— Problem to solve —
Show every line below where "display" can be found.

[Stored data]
'''

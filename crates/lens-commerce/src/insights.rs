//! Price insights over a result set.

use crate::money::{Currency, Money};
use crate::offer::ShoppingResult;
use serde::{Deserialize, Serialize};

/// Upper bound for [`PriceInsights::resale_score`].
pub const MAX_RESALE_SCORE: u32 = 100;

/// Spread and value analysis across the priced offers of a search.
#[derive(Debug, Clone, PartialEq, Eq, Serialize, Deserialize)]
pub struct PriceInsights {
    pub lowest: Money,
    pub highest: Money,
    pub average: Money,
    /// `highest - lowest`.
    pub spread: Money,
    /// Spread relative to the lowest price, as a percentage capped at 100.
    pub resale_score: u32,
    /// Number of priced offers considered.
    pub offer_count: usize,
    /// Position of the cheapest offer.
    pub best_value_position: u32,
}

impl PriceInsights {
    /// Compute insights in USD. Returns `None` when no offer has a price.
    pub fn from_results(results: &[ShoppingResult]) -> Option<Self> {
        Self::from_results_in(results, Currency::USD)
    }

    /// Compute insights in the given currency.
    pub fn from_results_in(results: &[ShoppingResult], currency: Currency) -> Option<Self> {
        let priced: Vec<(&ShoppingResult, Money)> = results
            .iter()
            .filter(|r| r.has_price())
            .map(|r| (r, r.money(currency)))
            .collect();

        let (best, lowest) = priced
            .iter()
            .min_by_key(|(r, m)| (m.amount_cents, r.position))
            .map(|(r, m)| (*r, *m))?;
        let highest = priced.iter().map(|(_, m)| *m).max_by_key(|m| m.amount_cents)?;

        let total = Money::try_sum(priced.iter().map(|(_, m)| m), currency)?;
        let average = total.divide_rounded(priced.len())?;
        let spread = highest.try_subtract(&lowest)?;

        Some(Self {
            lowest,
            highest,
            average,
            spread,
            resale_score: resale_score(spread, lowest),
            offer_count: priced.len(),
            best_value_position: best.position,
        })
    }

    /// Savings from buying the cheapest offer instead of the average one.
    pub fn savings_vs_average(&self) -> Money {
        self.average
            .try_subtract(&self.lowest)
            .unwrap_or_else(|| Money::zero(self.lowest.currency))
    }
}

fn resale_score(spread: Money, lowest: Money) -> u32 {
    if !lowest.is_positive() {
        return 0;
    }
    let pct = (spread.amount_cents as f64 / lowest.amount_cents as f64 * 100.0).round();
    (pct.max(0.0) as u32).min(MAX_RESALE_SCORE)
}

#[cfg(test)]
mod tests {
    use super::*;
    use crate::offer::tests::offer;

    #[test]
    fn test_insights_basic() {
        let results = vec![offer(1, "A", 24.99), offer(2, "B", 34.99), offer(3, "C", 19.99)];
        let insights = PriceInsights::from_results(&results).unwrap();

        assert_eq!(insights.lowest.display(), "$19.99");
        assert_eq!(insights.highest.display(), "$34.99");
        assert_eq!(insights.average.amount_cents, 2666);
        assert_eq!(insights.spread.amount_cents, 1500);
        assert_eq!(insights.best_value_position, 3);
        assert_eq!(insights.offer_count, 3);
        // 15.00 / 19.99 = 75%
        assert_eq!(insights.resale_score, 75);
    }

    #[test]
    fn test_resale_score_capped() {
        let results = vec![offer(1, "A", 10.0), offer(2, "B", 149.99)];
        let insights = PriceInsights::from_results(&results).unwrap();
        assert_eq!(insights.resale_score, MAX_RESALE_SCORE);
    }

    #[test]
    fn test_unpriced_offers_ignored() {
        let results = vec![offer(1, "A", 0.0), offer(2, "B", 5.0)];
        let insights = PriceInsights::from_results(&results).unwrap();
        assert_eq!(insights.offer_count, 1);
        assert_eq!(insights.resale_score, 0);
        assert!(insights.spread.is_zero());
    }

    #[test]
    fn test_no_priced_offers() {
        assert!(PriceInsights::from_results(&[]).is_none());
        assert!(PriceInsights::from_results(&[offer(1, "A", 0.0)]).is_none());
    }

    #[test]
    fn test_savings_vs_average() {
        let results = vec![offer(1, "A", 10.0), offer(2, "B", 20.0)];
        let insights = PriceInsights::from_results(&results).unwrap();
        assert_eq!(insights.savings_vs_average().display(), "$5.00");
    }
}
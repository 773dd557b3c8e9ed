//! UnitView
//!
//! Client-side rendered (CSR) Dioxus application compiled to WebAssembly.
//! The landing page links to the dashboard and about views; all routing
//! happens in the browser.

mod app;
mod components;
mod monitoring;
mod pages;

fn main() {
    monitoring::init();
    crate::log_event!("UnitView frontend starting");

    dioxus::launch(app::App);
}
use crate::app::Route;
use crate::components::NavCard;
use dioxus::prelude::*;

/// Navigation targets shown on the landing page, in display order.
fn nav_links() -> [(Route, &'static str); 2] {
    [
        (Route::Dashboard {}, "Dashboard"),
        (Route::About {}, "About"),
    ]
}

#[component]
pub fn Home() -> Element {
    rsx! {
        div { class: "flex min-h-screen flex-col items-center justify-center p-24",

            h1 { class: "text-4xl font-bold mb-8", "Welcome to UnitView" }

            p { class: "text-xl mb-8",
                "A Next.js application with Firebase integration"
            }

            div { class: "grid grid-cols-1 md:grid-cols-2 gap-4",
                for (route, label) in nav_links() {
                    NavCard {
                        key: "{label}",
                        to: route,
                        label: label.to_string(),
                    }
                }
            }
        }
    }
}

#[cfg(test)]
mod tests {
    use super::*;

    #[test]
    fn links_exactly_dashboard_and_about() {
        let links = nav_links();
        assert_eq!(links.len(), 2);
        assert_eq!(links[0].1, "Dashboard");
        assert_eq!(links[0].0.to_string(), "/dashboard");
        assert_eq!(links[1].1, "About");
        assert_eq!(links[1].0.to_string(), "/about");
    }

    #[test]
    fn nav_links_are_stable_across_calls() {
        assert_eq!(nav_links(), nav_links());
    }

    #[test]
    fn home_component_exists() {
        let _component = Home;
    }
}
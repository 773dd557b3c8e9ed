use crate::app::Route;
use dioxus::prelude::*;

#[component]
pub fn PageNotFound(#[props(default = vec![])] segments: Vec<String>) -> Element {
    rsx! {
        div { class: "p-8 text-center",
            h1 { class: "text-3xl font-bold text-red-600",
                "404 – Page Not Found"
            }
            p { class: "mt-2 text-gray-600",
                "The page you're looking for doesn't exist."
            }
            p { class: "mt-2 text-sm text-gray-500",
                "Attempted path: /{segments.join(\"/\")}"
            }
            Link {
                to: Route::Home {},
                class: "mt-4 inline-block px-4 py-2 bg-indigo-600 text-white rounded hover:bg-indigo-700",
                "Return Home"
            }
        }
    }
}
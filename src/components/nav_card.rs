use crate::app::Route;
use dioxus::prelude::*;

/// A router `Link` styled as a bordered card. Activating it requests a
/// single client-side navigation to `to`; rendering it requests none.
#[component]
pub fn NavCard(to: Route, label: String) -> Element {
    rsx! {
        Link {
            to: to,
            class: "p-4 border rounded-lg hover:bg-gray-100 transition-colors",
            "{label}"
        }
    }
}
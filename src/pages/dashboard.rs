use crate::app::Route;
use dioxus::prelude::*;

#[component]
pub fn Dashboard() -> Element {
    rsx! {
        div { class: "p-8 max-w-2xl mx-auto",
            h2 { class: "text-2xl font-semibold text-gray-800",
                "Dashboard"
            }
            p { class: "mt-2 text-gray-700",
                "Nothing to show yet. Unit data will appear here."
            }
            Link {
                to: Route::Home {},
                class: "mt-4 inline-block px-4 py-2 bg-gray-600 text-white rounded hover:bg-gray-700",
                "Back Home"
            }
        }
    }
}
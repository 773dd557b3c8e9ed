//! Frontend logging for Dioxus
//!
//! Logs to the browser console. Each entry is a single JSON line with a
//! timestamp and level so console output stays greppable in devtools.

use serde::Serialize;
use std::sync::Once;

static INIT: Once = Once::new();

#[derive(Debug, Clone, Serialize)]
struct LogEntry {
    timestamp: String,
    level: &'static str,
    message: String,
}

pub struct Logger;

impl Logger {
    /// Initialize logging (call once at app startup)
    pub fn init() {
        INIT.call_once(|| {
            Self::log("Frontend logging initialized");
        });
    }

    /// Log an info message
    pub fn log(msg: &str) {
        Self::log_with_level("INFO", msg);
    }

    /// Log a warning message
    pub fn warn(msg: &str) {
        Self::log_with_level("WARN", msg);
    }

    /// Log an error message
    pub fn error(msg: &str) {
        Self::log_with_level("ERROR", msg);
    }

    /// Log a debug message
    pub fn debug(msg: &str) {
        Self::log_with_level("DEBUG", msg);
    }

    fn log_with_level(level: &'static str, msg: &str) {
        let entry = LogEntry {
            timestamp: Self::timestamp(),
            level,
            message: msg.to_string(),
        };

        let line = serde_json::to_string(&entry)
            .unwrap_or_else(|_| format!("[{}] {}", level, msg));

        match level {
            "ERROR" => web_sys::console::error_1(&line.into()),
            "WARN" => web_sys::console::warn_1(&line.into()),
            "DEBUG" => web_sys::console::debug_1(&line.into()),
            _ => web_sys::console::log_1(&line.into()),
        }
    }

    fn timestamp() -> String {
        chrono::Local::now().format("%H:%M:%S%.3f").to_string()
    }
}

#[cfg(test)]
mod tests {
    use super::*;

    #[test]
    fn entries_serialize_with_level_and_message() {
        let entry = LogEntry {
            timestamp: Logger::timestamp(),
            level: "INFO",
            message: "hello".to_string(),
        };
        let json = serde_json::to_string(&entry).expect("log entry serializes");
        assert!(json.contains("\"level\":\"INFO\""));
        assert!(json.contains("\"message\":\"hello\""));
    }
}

'''

— Finished task —
        assert_eq!(insights.lowest.display(), "$19.99");
        assert_eq!(insights.highest.display(), "$34.99");
        assert_eq!(insights.savings_vs_average().display(), "$5.00");
/// Navigation targets shown on the landing page, in display order.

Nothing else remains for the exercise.